**Aim of the task:** List each line of the data that holds the string "StructureWalker", please.

========================

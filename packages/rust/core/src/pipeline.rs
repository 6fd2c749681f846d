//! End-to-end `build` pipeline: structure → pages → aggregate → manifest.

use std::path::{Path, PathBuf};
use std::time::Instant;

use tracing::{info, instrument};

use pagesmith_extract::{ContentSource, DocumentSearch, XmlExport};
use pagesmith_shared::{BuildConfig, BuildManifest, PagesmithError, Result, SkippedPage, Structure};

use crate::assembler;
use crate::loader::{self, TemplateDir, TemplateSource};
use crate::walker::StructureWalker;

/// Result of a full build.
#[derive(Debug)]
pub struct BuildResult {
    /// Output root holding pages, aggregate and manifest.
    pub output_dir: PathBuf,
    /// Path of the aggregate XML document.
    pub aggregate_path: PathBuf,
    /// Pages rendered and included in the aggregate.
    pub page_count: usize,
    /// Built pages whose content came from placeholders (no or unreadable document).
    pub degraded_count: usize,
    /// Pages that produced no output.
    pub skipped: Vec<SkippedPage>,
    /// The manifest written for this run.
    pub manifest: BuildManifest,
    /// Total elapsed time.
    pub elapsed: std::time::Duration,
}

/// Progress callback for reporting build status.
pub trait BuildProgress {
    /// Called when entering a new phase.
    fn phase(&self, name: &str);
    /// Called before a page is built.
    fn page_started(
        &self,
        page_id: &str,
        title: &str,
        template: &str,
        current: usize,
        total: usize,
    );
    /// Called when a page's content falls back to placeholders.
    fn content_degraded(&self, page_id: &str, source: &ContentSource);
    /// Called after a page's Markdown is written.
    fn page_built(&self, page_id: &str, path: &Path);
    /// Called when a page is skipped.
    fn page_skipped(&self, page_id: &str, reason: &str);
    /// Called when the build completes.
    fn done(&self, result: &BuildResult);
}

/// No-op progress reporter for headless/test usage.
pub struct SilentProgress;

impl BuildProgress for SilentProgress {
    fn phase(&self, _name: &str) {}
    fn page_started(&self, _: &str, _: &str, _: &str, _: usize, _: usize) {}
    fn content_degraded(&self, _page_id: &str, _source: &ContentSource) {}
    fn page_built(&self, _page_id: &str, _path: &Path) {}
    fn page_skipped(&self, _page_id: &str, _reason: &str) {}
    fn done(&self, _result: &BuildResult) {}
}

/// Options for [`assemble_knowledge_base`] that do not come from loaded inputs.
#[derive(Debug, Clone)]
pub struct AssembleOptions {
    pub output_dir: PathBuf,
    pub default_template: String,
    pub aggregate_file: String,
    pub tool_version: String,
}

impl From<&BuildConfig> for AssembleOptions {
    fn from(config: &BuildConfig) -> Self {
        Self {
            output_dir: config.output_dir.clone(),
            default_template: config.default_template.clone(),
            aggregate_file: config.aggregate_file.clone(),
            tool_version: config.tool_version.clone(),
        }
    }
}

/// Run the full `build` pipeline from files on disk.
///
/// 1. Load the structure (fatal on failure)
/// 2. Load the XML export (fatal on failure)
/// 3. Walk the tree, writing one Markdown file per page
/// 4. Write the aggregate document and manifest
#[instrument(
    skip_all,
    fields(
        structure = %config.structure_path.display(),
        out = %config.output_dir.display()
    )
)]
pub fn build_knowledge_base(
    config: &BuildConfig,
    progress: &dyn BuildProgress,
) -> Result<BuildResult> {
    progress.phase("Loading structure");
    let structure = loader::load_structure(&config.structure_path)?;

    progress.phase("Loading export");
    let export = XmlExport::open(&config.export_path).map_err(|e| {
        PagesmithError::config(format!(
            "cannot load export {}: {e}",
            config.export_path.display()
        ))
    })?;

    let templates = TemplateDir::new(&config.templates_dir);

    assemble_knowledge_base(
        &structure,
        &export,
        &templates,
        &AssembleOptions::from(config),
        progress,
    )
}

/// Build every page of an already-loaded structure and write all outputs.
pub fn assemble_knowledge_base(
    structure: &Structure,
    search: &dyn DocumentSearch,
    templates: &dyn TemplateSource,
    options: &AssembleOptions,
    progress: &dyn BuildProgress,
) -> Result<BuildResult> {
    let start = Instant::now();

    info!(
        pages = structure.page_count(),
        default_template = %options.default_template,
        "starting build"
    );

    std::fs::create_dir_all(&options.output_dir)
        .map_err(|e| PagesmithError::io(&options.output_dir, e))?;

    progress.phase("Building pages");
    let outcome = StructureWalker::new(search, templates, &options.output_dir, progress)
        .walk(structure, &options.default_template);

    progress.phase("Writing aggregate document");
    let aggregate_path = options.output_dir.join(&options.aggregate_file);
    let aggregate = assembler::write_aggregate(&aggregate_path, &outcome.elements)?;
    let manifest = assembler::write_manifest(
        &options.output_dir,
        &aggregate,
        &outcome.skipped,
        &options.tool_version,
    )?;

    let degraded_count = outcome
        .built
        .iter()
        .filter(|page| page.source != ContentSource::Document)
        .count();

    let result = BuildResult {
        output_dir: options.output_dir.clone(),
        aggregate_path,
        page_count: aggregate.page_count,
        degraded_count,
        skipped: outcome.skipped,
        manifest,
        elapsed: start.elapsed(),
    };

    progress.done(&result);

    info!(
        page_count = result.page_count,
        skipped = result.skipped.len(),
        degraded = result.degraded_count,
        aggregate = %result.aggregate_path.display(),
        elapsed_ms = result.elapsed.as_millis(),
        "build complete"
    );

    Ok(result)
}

========================

**Solution for this exercise:**
use crate::walker::StructureWalker;
    let outcome = StructureWalker::new(search, templates, &options.output_dir, progress)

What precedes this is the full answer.